The incidence of tachysystole was highest with misoprostol administered by vaginal tablet (misoprostol vaginal tablet 50 microg every 4 hours, 48.6%; vaginal tablet crushed 50 microg and suspended in hydroxyethyl gel every 4 hours, 30.7%, P =.009; oral tablet 50 microg every 4 hours, 22.2%, P =.001; oral tablet crushed 50 microg every 4 hours, 15.5%, P <.001; dinoprostone gel, 33.0%, P =.022; intravenous oxytocin, 30.2%, P =.027; and spontaneous onset of labor, 23.3%, P <.001). Hyperstimulation occurred more often with dinoprostone gel (16.5%) than with other forms of induction or spontaneous labor.
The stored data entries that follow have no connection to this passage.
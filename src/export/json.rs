//! JSON export
//!
//! A report becomes an array of objects, one per row, keyed by column key
//! in column order.

use std::io::Write;

use serde::ser::{SerializeMap, Serializer};
use serde::Serialize;

use crate::error::NorthwindResult;
use crate::reports::{Cell, Column, ReportTable};

/// One report row viewed as a map from column key to cell
pub struct Record<'a> {
    columns: &'a [Column],
    cells: &'a [Cell],
}

impl<'a> Record<'a> {
    /// Rows of a table as records
    pub fn all(table: &'a ReportTable) -> Vec<Record<'a>> {
        table
            .rows
            .iter()
            .map(|cells| Record {
                columns: &table.columns,
                cells,
            })
            .collect()
    }
}

impl Serialize for Record<'_> {
    fn serialize<S: Serializer>(&self, serializer: S) -> Result<S::Ok, S::Error> {
        let mut map = serializer.serialize_map(Some(self.columns.len()))?;
        for (column, cell) in self.columns.iter().zip(self.cells) {
            map.serialize_entry(column.key, cell)?;
        }
        map.end()
    }
}

/// Export a report table to pretty-printed JSON
pub fn export_json<W: Write>(table: &ReportTable, writer: &mut W) -> NorthwindResult<()> {
    serde_json::to_writer_pretty(&mut *writer, &Record::all(table))?;
    writeln!(writer)?;
    Ok(())
}
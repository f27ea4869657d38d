//! Tabular report output
//!
//! Every report converts its typed rows into a [`ReportTable`]: an ordered
//! list of named columns and rows of [`Cell`]s. Display and export work on
//! this shape only, so they stay independent of the individual reports.

use chrono::NaiveDate;
use rust_decimal::prelude::ToPrimitive;
use rust_decimal::Decimal;
use serde::{Serialize, Serializer};

use super::ReportKind;
use crate::models::{round2, Money};

/// How a column's values should be presented
#[derive(Debug, Clone, Copy, PartialEq, Eq)]
pub enum ColumnKind {
    Text,
    Integer,
    Money,
    Percent,
    Decimal,
}

impl ColumnKind {
    /// Numeric columns are right-aligned in terminal output
    pub fn is_numeric(&self) -> bool {
        !matches!(self, ColumnKind::Text)
    }
}

/// A named report column
#[derive(Debug, Clone, Copy, PartialEq, Eq)]
pub struct Column {
    /// Machine-readable key (CSV header, JSON field)
    pub key: &'static str,
    /// Human-readable title (terminal header)
    pub title: &'static str,
    pub kind: ColumnKind,
}

impl Column {
    pub const fn new(key: &'static str, title: &'static str, kind: ColumnKind) -> Self {
        Self { key, title, kind }
    }
}

/// A single value in a report row
#[derive(Debug, Clone, PartialEq)]
pub enum Cell {
    Text(String),
    Integer(i64),
    Money(Money),
    /// Percentage value (e.g. 12.5 means 12.5%)
    Percent(Decimal),
    Decimal(Decimal),
    /// Undefined value: a ratio over zero, a first-year growth, an empty join
    Null,
}

impl Cell {
    pub fn text(value: impl ToString) -> Self {
        Cell::Text(value.to_string())
    }

    pub fn count(value: usize) -> Self {
        Cell::Integer(i64::try_from(value).unwrap_or(i64::MAX))
    }

    pub fn date(value: NaiveDate) -> Self {
        Cell::Text(value.format("%Y-%m-%d").to_string())
    }

    pub fn opt_text<T: ToString>(value: Option<T>) -> Self {
        value.map_or(Cell::Null, |v| Cell::text(v))
    }

    pub fn opt_money(value: Option<Money>) -> Self {
        value.map_or(Cell::Null, Cell::Money)
    }

    pub fn opt_percent(value: Option<Decimal>) -> Self {
        value.map_or(Cell::Null, Cell::Percent)
    }

    pub fn opt_decimal(value: Option<Decimal>) -> Self {
        value.map_or(Cell::Null, Cell::Decimal)
    }

    pub fn is_null(&self) -> bool {
        matches!(self, Cell::Null)
    }

    /// Plain rendering for CSV: no currency symbol, no percent sign, nulls empty
    pub fn plain(&self) -> String {
        match self {
            Cell::Text(s) => s.clone(),
            Cell::Integer(n) => n.to_string(),
            Cell::Money(m) => format!("{:.2}", m.rounded().amount()),
            Cell::Percent(p) | Cell::Decimal(p) => format!("{:.2}", round2(*p)),
            Cell::Null => String::new(),
        }
    }
}

impl Serialize for Cell {
    fn serialize<S: Serializer>(&self, serializer: S) -> Result<S::Ok, S::Error> {
        match self {
            Cell::Text(s) => serializer.serialize_str(s),
            Cell::Integer(n) => serializer.serialize_i64(*n),
            Cell::Money(m) => serializer.serialize_f64(m.to_f64()),
            Cell::Percent(d) | Cell::Decimal(d) => {
                serializer.serialize_f64(round2(*d).to_f64().unwrap_or_default())
            }
            Cell::Null => serializer.serialize_none(),
        }
    }
}

/// The rendered result of one report
#[derive(Debug, Clone, PartialEq)]
pub struct ReportTable {
    pub kind: ReportKind,
    /// Optional one-line context shown above the table (e.g. the peak month)
    pub caption: Option<String>,
    pub columns: Vec<Column>,
    pub rows: Vec<Vec<Cell>>,
}

impl ReportTable {
    pub fn new(kind: ReportKind, columns: &[Column]) -> Self {
        Self {
            kind,
            caption: None,
            columns: columns.to_vec(),
            rows: Vec::new(),
        }
    }

    pub fn with_caption(mut self, caption: impl Into<String>) -> Self {
        self.caption = Some(caption.into());
        self
    }

    pub fn push_row(&mut self, row: Vec<Cell>) {
        debug_assert_eq!(row.len(), self.columns.len());
        self.rows.push(row);
    }

    pub fn is_empty(&self) -> bool {
        self.rows.is_empty()
    }

    pub fn len(&self) -> usize {
        self.rows.len()
    }

    /// Index of the column with the given key
    pub fn column_index(&self, key: &str) -> Option<usize> {
        self.columns.iter().position(|c| c.key == key)
    }

    /// All values of one column, by key
    pub fn column_values(&self, key: &str) -> Vec<&Cell> {
        match self.column_index(key) {
            Some(index) => self.rows.iter().map(|row| &row[index]).collect(),
            None => Vec::new(),
        }
    }
}
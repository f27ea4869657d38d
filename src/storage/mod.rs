//! Storage layer for Northwind Reports
//!
//! Loads the read-only sales dataset into an in-memory [`Dataset`] snapshot,
//! either from a single JSON document or from a directory of CSV files.
//! A table that is absent from the input stays absent (`None`) so reports
//! can tell "missing" apart from "empty".

pub mod csv_dir;
pub mod file_io;

pub use csv_dir::load_csv_dir;
pub use file_io::{read_json, read_json_required, write_json_atomic};

use std::fmt;
use std::path::Path;

use log::{debug, info};
use serde::{Deserialize, Serialize};

use crate::error::{NorthwindError, NorthwindResult};
use crate::models::{
    Category, Customer, Employee, Order, OrderLine, Product, Shipper, Supplier,
};

/// The tables a dataset is made of
#[derive(Debug, Clone, Copy, PartialEq, Eq, Hash)]
pub enum Table {
    Customers,
    Orders,
    OrderDetails,
    Products,
    Categories,
    Suppliers,
    Employees,
    Shippers,
}

impl Table {
    pub const ALL: [Table; 8] = [
        Table::Customers,
        Table::Orders,
        Table::OrderDetails,
        Table::Products,
        Table::Categories,
        Table::Suppliers,
        Table::Employees,
        Table::Shippers,
    ];

    /// Table name as used for JSON keys and CSV file stems
    pub const fn name(&self) -> &'static str {
        match self {
            Table::Customers => "customers",
            Table::Orders => "orders",
            Table::OrderDetails => "order_details",
            Table::Products => "products",
            Table::Categories => "categories",
            Table::Suppliers => "suppliers",
            Table::Employees => "employees",
            Table::Shippers => "shippers",
        }
    }
}

impl fmt::Display for Table {
    fn fmt(&self, f: &mut fmt::Formatter<'_>) -> fmt::Result {
        f.write_str(self.name())
    }
}

/// A table required by a computation is absent from the dataset
#[derive(Debug, Clone, Copy, PartialEq, Eq)]
pub struct MissingTable(pub Table);

impl MissingTable {
    /// Attach the name of the report that needed the table
    pub fn in_report(self, report: &'static str) -> NorthwindError {
        NorthwindError::missing_table(report, self.0.name())
    }
}

fn require<T>(table: &Option<Vec<T>>, kind: Table) -> Result<&[T], MissingTable> {
    table.as_deref().ok_or(MissingTable(kind))
}

/// Immutable in-memory snapshot of the sales dataset
#[derive(Debug, Clone, Default, PartialEq, Serialize, Deserialize)]
pub struct Dataset {
    #[serde(default, alias = "Customers", skip_serializing_if = "Option::is_none")]
    pub customers: Option<Vec<Customer>>,

    #[serde(default, alias = "Orders", skip_serializing_if = "Option::is_none")]
    pub orders: Option<Vec<Order>>,

    #[serde(
        default,
        alias = "OrderDetails",
        alias = "order_lines",
        skip_serializing_if = "Option::is_none"
    )]
    pub order_details: Option<Vec<OrderLine>>,

    #[serde(default, alias = "Products", skip_serializing_if = "Option::is_none")]
    pub products: Option<Vec<Product>>,

    #[serde(default, alias = "Categories", skip_serializing_if = "Option::is_none")]
    pub categories: Option<Vec<Category>>,

    #[serde(default, alias = "Suppliers", skip_serializing_if = "Option::is_none")]
    pub suppliers: Option<Vec<Supplier>>,

    #[serde(default, alias = "Employees", skip_serializing_if = "Option::is_none")]
    pub employees: Option<Vec<Employee>>,

    #[serde(default, alias = "Shippers", skip_serializing_if = "Option::is_none")]
    pub shippers: Option<Vec<Shipper>>,
}

impl Dataset {
    /// A dataset with every table present and empty
    pub fn empty() -> Self {
        Self {
            customers: Some(Vec::new()),
            orders: Some(Vec::new()),
            order_details: Some(Vec::new()),
            products: Some(Vec::new()),
            categories: Some(Vec::new()),
            suppliers: Some(Vec::new()),
            employees: Some(Vec::new()),
            shippers: Some(Vec::new()),
        }
    }

    /// Load a dataset from a JSON file or a directory of CSV files
    pub fn load(path: impl AsRef<Path>) -> NorthwindResult<Self> {
        let path = path.as_ref();

        let dataset = if path.is_dir() {
            info!("Loading CSV dataset from {}", path.display());
            load_csv_dir(path)?
        } else if path.exists() {
            info!("Loading JSON dataset from {}", path.display());
            read_json_required(path)?
        } else {
            return Err(NorthwindError::Storage(format!(
                "Dataset not found: {}",
                path.display()
            )));
        };

        for table in Table::ALL {
            match dataset.row_count(table) {
                Some(rows) => debug!("Table {}: {} rows", table, rows),
                None => debug!("Table {}: absent", table),
            }
        }

        Ok(dataset)
    }

    pub fn customers(&self) -> Result<&[Customer], MissingTable> {
        require(&self.customers, Table::Customers)
    }

    pub fn orders(&self) -> Result<&[Order], MissingTable> {
        require(&self.orders, Table::Orders)
    }

    pub fn order_details(&self) -> Result<&[OrderLine], MissingTable> {
        require(&self.order_details, Table::OrderDetails)
    }

    pub fn products(&self) -> Result<&[Product], MissingTable> {
        require(&self.products, Table::Products)
    }

    pub fn categories(&self) -> Result<&[Category], MissingTable> {
        require(&self.categories, Table::Categories)
    }

    pub fn suppliers(&self) -> Result<&[Supplier], MissingTable> {
        require(&self.suppliers, Table::Suppliers)
    }

    pub fn employees(&self) -> Result<&[Employee], MissingTable> {
        require(&self.employees, Table::Employees)
    }

    pub fn shippers(&self) -> Result<&[Shipper], MissingTable> {
        require(&self.shippers, Table::Shippers)
    }

    /// Number of rows in a table, or `None` if the table is absent
    pub fn row_count(&self, table: Table) -> Option<usize> {
        match table {
            Table::Customers => self.customers.as_ref().map(Vec::len),
            Table::Orders => self.orders.as_ref().map(Vec::len),
            Table::OrderDetails => self.order_details.as_ref().map(Vec::len),
            Table::Products => self.products.as_ref().map(Vec::len),
            Table::Categories => self.categories.as_ref().map(Vec::len),
            Table::Suppliers => self.suppliers.as_ref().map(Vec::len),
            Table::Employees => self.employees.as_ref().map(Vec::len),
            Table::Shippers => self.shippers.as_ref().map(Vec::len),
        }
    }

    /// Tables absent from this dataset
    pub fn missing_tables(&self) -> Vec<Table> {
        Table::ALL
            .into_iter()
            .filter(|table| self.row_count(*table).is_none())
            .collect()
    }
}
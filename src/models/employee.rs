//! Employee and shipper models

use serde::{Deserialize, Serialize};

use super::ids::{EmployeeId, ShipperId};

/// A sales employee who handles orders
#[derive(Debug, Clone, PartialEq, Eq, Serialize, Deserialize)]
pub struct Employee {
    #[serde(alias = "EmployeeID", alias = "employeeId", alias = "id")]
    pub employee_id: EmployeeId,

    #[serde(alias = "FirstName", alias = "firstName")]
    pub first_name: String,

    #[serde(alias = "LastName", alias = "lastName")]
    pub last_name: String,

    #[serde(alias = "Title", default, skip_serializing_if = "Option::is_none")]
    pub title: Option<String>,
}

impl Employee {
    pub fn new(
        employee_id: impl Into<EmployeeId>,
        first_name: impl Into<String>,
        last_name: impl Into<String>,
    ) -> Self {
        Self {
            employee_id: employee_id.into(),
            first_name: first_name.into(),
            last_name: last_name.into(),
            title: None,
        }
    }

    /// "First Last"
    pub fn full_name(&self) -> String {
        format!("{} {}", self.first_name, self.last_name)
    }
}

/// A shipping company
#[derive(Debug, Clone, PartialEq, Eq, Serialize, Deserialize)]
pub struct Shipper {
    #[serde(alias = "ShipperID", alias = "shipperId", alias = "id")]
    pub shipper_id: ShipperId,

    #[serde(alias = "CompanyName", alias = "companyName")]
    pub company_name: String,
}

impl Shipper {
    pub fn new(shipper_id: impl Into<ShipperId>, company_name: impl Into<String>) -> Self {
        Self {
            shipper_id: shipper_id.into(),
            company_name: company_name.into(),
        }
    }
}
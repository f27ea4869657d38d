//! CLI command for browsing the run history

use clap::Args;

use crate::config::NorthwindPaths;
use crate::error::NorthwindResult;
use crate::history::RunHistory;

/// Arguments of `northwind history`
#[derive(Args, Debug, Clone)]
pub struct HistoryArgs {
    /// Number of runs to show
    #[arg(short, long, default_value = "20")]
    pub limit: usize,
}

/// Handle `northwind history`
pub fn handle_history_command(paths: &NorthwindPaths, args: HistoryArgs) -> NorthwindResult<()> {
    let history = RunHistory::new(paths.history_log());
    let entries = history.read_recent(args.limit)?;

    if entries.is_empty() {
        println!("No report runs recorded yet.");
        return Ok(());
    }

    for entry in entries.iter().rev() {
        println!("{}", entry.format_human_readable());
    }

    Ok(())
}
//! Category Leaders Report
//!
//! For each category, the product with the highest revenue and the
//! employee who handled the most orders containing that product.
//!
//! Tie rules: equal product revenue goes to the lowest product id; equal
//! employee order counts go to the lowest employee id.

use std::collections::{BTreeMap, BTreeSet, HashMap};

use super::revenue::{index_by, join_lines, top_entry};
use super::{Cell, Column, ColumnKind, Report, ReportKind, ReportOptions, ReportTable};
use crate::error::NorthwindResult;
use crate::models::{CategoryId, EmployeeId, Money, OrderId, ProductId};
use crate::storage::{Dataset, MissingTable};

const COLUMNS: [Column; 6] = [
    Column::new("category_name", "Category", ColumnKind::Text),
    Column::new("product_id", "Product ID", ColumnKind::Integer),
    Column::new("product_name", "Top Product", ColumnKind::Text),
    Column::new("product_revenue", "Revenue", ColumnKind::Money),
    Column::new("employee_name", "Top Employee", ColumnKind::Text),
    Column::new("employee_orders", "Orders", ColumnKind::Integer),
];

#[derive(Debug, Clone, PartialEq)]
pub struct CategoryLeaderRow {
    pub category_id: CategoryId,
    pub category_name: String,
    pub product_id: ProductId,
    pub product_name: String,
    pub product_revenue: Money,
    /// `None` when none of the product's orders has a known employee
    pub employee_id: Option<EmployeeId>,
    pub employee_name: Option<String>,
    /// Distinct orders of the product handled by that employee
    pub employee_orders: usize,
}

#[derive(Debug, Clone)]
pub struct CategoryLeadersReport {
    /// Ordered by category name, then category id
    pub rows: Vec<CategoryLeaderRow>,
}

impl CategoryLeadersReport {
    fn build(dataset: &Dataset) -> Result<Self, MissingTable> {
        let categories = dataset.categories()?;
        let products = index_by(dataset.products()?, |p| p.product_id);
        let employees = index_by(dataset.employees()?, |e| e.employee_id);
        let facts = join_lines(dataset.orders()?, dataset.order_details()?);

        let mut product_revenue: BTreeMap<ProductId, Money> = BTreeMap::new();
        let mut product_orders: HashMap<ProductId, BTreeMap<EmployeeId, BTreeSet<OrderId>>> =
            HashMap::new();
        for fact in &facts {
            let product_id = fact.line.product_id;
            if !products.contains_key(&product_id) {
                continue;
            }
            *product_revenue.entry(product_id).or_default() += fact.revenue;
            if employees.contains_key(&fact.order.employee_id) {
                product_orders
                    .entry(product_id)
                    .or_default()
                    .entry(fact.order.employee_id)
                    .or_default()
                    .insert(fact.order.order_id);
            }
        }

        // Top product per category
        let mut leaders: BTreeMap<CategoryId, (ProductId, Money)> = BTreeMap::new();
        for (product_id, revenue) in product_revenue {
            let Some(product) = products.get(&product_id) else {
                continue;
            };
            let candidate = (product_id, revenue);
            let best = match leaders.remove(&product.category_id) {
                Some(current) => top_entry([current, candidate]),
                None => Some(candidate),
            };
            if let Some(best) = best {
                leaders.insert(product.category_id, best);
            }
        }

        let mut rows: Vec<CategoryLeaderRow> = categories
            .iter()
            .filter_map(|category| {
                let (product_id, product_revenue) = *leaders.get(&category.category_id)?;
                let product = products.get(&product_id)?;

                let top_employee = product_orders.get(&product_id).and_then(|by_employee| {
                    top_entry(
                        by_employee
                            .iter()
                            .map(|(employee_id, orders)| (*employee_id, orders.len())),
                    )
                });
                let (employee_id, employee_orders) = match top_employee {
                    Some((id, count)) => (Some(id), count),
                    None => (None, 0),
                };

                Some(CategoryLeaderRow {
                    category_id: category.category_id,
                    category_name: category.category_name.clone(),
                    product_id,
                    product_name: product.product_name.clone(),
                    product_revenue,
                    employee_id,
                    employee_name: employee_id
                        .and_then(|id| employees.get(&id))
                        .map(|e| e.full_name()),
                    employee_orders,
                })
            })
            .collect();

        rows.sort_by(|a, b| {
            a.category_name
                .cmp(&b.category_name)
                .then_with(|| a.category_id.cmp(&b.category_id))
        });

        Ok(Self { rows })
    }
}

impl Report for CategoryLeadersReport {
    const KIND: ReportKind = ReportKind::CategoryLeaders;

    fn generate(dataset: &Dataset, _options: &ReportOptions) -> NorthwindResult<Self> {
        Self::build(dataset).map_err(|e| e.in_report(Self::KIND.name()))
    }

    fn to_table(&self) -> ReportTable {
        let mut table = ReportTable::new(Self::KIND, &COLUMNS);
        for row in &self.rows {
            table.push_row(vec![
                Cell::text(&row.category_name),
                Cell::Integer(i64::from(row.product_id.get())),
                Cell::text(&row.product_name),
                Cell::Money(row.product_revenue),
                Cell::opt_text(row.employee_name.as_ref()),
                Cell::count(row.employee_orders),
            ]);
        }
        table
    }
}
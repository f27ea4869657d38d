//! Display formatting for terminal output
//!
//! Provides utilities for rendering reports and dataset summaries as
//! terminal tables.

pub mod report;
pub mod summary;

pub use report::{format_cell, format_percentage, format_report_list, render_report};
pub use summary::render_summary;
//! Repeat Customers Report
//!
//! Customers with more than a minimum number of orders, with the average
//! number of days between consecutive orders.

use std::collections::BTreeMap;

use chrono::NaiveDate;
use rust_decimal::Decimal;

use super::revenue::index_by;
use super::{Cell, Column, ColumnKind, Report, ReportKind, ReportOptions, ReportTable};
use crate::error::NorthwindResult;
use crate::models::{round2, CustomerId, OrderId};
use crate::storage::{Dataset, MissingTable};

const COLUMNS: [Column; 6] = [
    Column::new("customer_id", "Customer", ColumnKind::Text),
    Column::new("company_name", "Company", ColumnKind::Text),
    Column::new("order_count", "Orders", ColumnKind::Integer),
    Column::new("first_order", "First Order", ColumnKind::Text),
    Column::new("last_order", "Last Order", ColumnKind::Text),
    Column::new("average_gap_days", "Avg Days Between", ColumnKind::Decimal),
];

#[derive(Debug, Clone, PartialEq)]
pub struct RepeatCustomerRow {
    pub customer_id: CustomerId,
    pub company_name: String,
    pub order_count: usize,
    pub first_order: NaiveDate,
    pub last_order: NaiveDate,
    /// Mean days between consecutive orders; `None` with a single order
    pub average_gap_days: Option<Decimal>,
}

#[derive(Debug, Clone)]
pub struct RepeatCustomersReport {
    pub min_orders: usize,
    /// Order count descending, ties by customer id
    pub rows: Vec<RepeatCustomerRow>,
}

/// Average gap in days between consecutive dates
///
/// `dates` must be sorted ascending. The first date has no predecessor and
/// contributes no gap.
pub fn average_gap_days(dates: &[NaiveDate]) -> Option<Decimal> {
    if dates.len() < 2 {
        return None;
    }
    let total_days: i64 = dates
        .windows(2)
        .map(|pair| (pair[1] - pair[0]).num_days())
        .sum();
    let gaps = Decimal::from(dates.len() - 1);
    Decimal::from(total_days).checked_div(gaps).map(round2)
}

impl RepeatCustomersReport {
    fn build(dataset: &Dataset, min_orders: usize) -> Result<Self, MissingTable> {
        let customers = index_by(dataset.customers()?, |c| c.customer_id.clone());

        let mut by_customer: BTreeMap<&CustomerId, Vec<(NaiveDate, OrderId)>> = BTreeMap::new();
        for order in dataset.orders()? {
            if customers.contains_key(&order.customer_id) {
                by_customer
                    .entry(&order.customer_id)
                    .or_default()
                    .push((order.order_date, order.order_id));
            }
        }

        let mut rows: Vec<RepeatCustomerRow> = by_customer
            .into_iter()
            .filter(|(_, orders)| orders.len() > min_orders)
            .filter_map(|(customer_id, mut orders)| {
                let customer = customers.get(customer_id)?;
                orders.sort();
                let dates: Vec<NaiveDate> = orders.iter().map(|(date, _)| *date).collect();
                Some(RepeatCustomerRow {
                    customer_id: customer_id.clone(),
                    company_name: customer.company_name.clone(),
                    order_count: dates.len(),
                    first_order: *dates.first()?,
                    last_order: *dates.last()?,
                    average_gap_days: average_gap_days(&dates),
                })
            })
            .collect();

        rows.sort_by(|a, b| {
            b.order_count
                .cmp(&a.order_count)
                .then_with(|| a.customer_id.cmp(&b.customer_id))
        });

        Ok(Self { min_orders, rows })
    }
}

impl Report for RepeatCustomersReport {
    const KIND: ReportKind = ReportKind::RepeatCustomers;

    fn generate(dataset: &Dataset, options: &ReportOptions) -> NorthwindResult<Self> {
        Self::build(dataset, options.repeat_customer_min_orders)
            .map_err(|e| e.in_report(Self::KIND.name()))
    }

    fn to_table(&self) -> ReportTable {
        let mut table = ReportTable::new(Self::KIND, &COLUMNS);
        for row in &self.rows {
            table.push_row(vec![
                Cell::text(&row.customer_id),
                Cell::text(&row.company_name),
                Cell::count(row.order_count),
                Cell::date(row.first_order),
                Cell::date(row.last_order),
                Cell::opt_decimal(row.average_gap_days),
            ]);
        }
        table.with_caption(format!("Customers with more than {} orders", self.min_orders))
    }
}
Hyperstimulation occurred significantly more often with vaginal misoprostol crushed tablet (7.9%) and vaginal misoprostol intact tablet (7.6%) than with crushed oral misoprostol (1.0%) (P =.016 and.018, respectively). There was a shorter time to tachysystole with increasing doses of vaginal misoprostol tablet (P =.01).

CONCLUSION

The incidence of tachysystole and hyperstimulation, and time to tachysystole, varied depending on the route and form of misoprostol given.

摘要

目的

评估使用不同途径(口服或阴道)和剂型(完整片剂或碾碎)的米索前列醇引产时子宫过度活动的发生率和发生时间,并将其与地诺前列酮凝胶、缩宫素及自然分娩进行比较。

方法

这项回顾性队列研究纳入了519名足月引产的妇女和86名足月自然分娩的妇女。引产药物包括米索前列醇、地诺前列酮或缩宫素。由三名母胎医学医生独立分析胎儿心率和子宫活动记录。子宫收缩过速或子宫过度刺激的诊断需要两名或更多评审员达成一致意见。

结果

阴道片剂米索前列醇引产时子宫收缩过速的发生率最高(每4小时50微克米索前列醇阴道片剂,48.6%;每4小时碾碎50微克阴道片剂并悬浮于羟乙基凝胶中,30.7%,P = 0.009;每4小时50微克口服片剂,22.2%,P = 0.001;每4小时碾碎50微克口服片剂,15.5%,P < 0.001;地诺前列酮凝胶,33.0%,P = 0.022;静脉滴注缩宫素,30.2%,P = 0.027;自然发动分娩,23.3%,P < 0.001)。地诺前列酮凝胶引产时子宫过度刺激的发生率(16.5%)高于其他引产方式或自然分娩。碾碎的阴道米索前列醇片剂(7.9%)和完整的阴道米索前列醇片剂(7.6%)引产时子宫过度刺激的发生率显著高于碾碎的口服米索前列醇(1.0%)(分别为P = 0.016和0.018)。随着阴道米索前列醇片剂剂量增加,至子宫收缩过速的时间缩短(P = 0.01)。

结论

子宫收缩过速和子宫过度刺激的发生率以及至子宫收缩过速的时间,因米索前列醇的给药途径和剂型而异。